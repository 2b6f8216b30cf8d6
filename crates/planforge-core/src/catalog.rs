use crate::task::Role;
use chrono::{DateTime, Utc};
use serde::{Deserialize, Serialize};

/// A reusable module known to the platform.
///
/// Feature-tree artifacts reference module ids to mark reuse-vs-new-module
/// decisions. Entries are mutated by administrative actions and read by task
/// handlers through a cached view.
#[derive(Debug, Clone, Serialize, Deserialize)]
pub struct ModuleEntry {
    /// Stable module identifier.
    pub id: String,
    /// Human-readable name.
    pub name: String,
    /// Capability tags matched against feature requirements.
    pub capabilities: Vec<String>,
    /// Module version string.
    pub version: String,
    /// When the entry was last upserted.
    pub updated_at: DateTime<Utc>,
}

impl ModuleEntry {
    /// Creates an entry stamped now.
    pub fn new(
        id: impl Into<String>,
        name: impl Into<String>,
        capabilities: Vec<String>,
        version: impl Into<String>,
    ) -> Self {
        Self {
            id: id.into(),
            name: name.into(),
            capabilities,
            version: version.into(),
            updated_at: Utc::now(),
        }
    }

    /// Whether the module advertises the given capability.
    pub fn has_capability(&self, capability: &str) -> bool {
        self.capabilities.iter().any(|c| c == capability)
    }
}

/// Skill names a role's handlers are allowed to invoke.
#[derive(Debug, Clone, Serialize, Deserialize)]
pub struct SkillAllowlist {
    /// The role the allowlist applies to.
    pub role: Role,
    /// Allowed skill names.
    pub skills: Vec<String>,
}
use axum::extract::{Request, State};
use axum::middleware::{self as axum_mw, Next};
use axum::response::IntoResponse;
use axum::routing::{get, post, put};
use axum::Router;
use planforge_core::{ConfigHandle, Metrics};
use planforge_dispatch::Dispatcher;
use planforge_events::{CatalogCache, EventBus};
use planforge_orchestrator::Orchestrator;
use planforge_store::StateStore;
use std::sync::Arc;

/// Shared application state handed to every route.
pub struct AppState {
    pub orchestrator: Arc<Orchestrator>,
    pub store: Arc<dyn StateStore>,
    pub bus: Arc<EventBus>,
    pub dispatcher: Arc<Dispatcher>,
    pub catalog: Arc<CatalogCache>,
    pub metrics: Arc<Metrics>,
    pub config: ConfigHandle,
}

/// The gateway router factory.
pub struct GatewayServer;

impl GatewayServer {
    /// Builds the full client API router.
    pub fn build(state: Arc<AppState>) -> Router {
        Router::new()
            .route("/health", get(health_handler))
            .route(
                "/jobs",
                post(crate::routes::create_job).get(crate::routes::list_jobs),
            )
            .route(
                "/jobs/{id}",
                get(crate::routes::get_job).delete(crate::routes::delete_job),
            )
            .route(
                "/jobs/{id}/artifacts/{kind}",
                get(crate::routes::get_artifact),
            )
            .route("/jobs/{id}/export", get(crate::routes::export_job))
            .route("/jobs/{id}/approve", post(crate::routes::approve))
            .route(
                "/jobs/{id}/request-changes",
                post(crate::routes::request_changes),
            )
            .route("/jobs/{id}/restart", post(crate::routes::restart))
            .route("/jobs/{id}/events", get(crate::stream::subscribe_job))
            .route("/events", get(crate::stream::subscribe_all))
            .route("/metrics", get(crate::routes::metrics))
            .route("/modules", get(crate::routes::list_modules))
            .route("/modules/{id}", put(crate::routes::upsert_module))
            .route(
                "/allowlists/{role}",
                get(crate::routes::get_allowlist).put(crate::routes::set_allowlist),
            )
            .layer(axum_mw::from_fn_with_state(state.clone(), track_requests))
            .with_state(state)
    }
}

async fn health_handler() -> impl IntoResponse {
    axum::Json(serde_json::json!({"status": "ok", "service": "planforge"}))
}

async fn track_requests(
    State(state): State<Arc<AppState>>,
    request: Request,
    next: Next,
) -> impl IntoResponse {
    Metrics::incr(&state.metrics.requests);
    next.run(request).await
}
^^^^
= Problem to work on =
Search the records for the word "DateTime". Copy each line where it appears.

= Result of this exercise =
use chrono::{DateTime, Utc};
    pub updated_at: DateTime<Utc>,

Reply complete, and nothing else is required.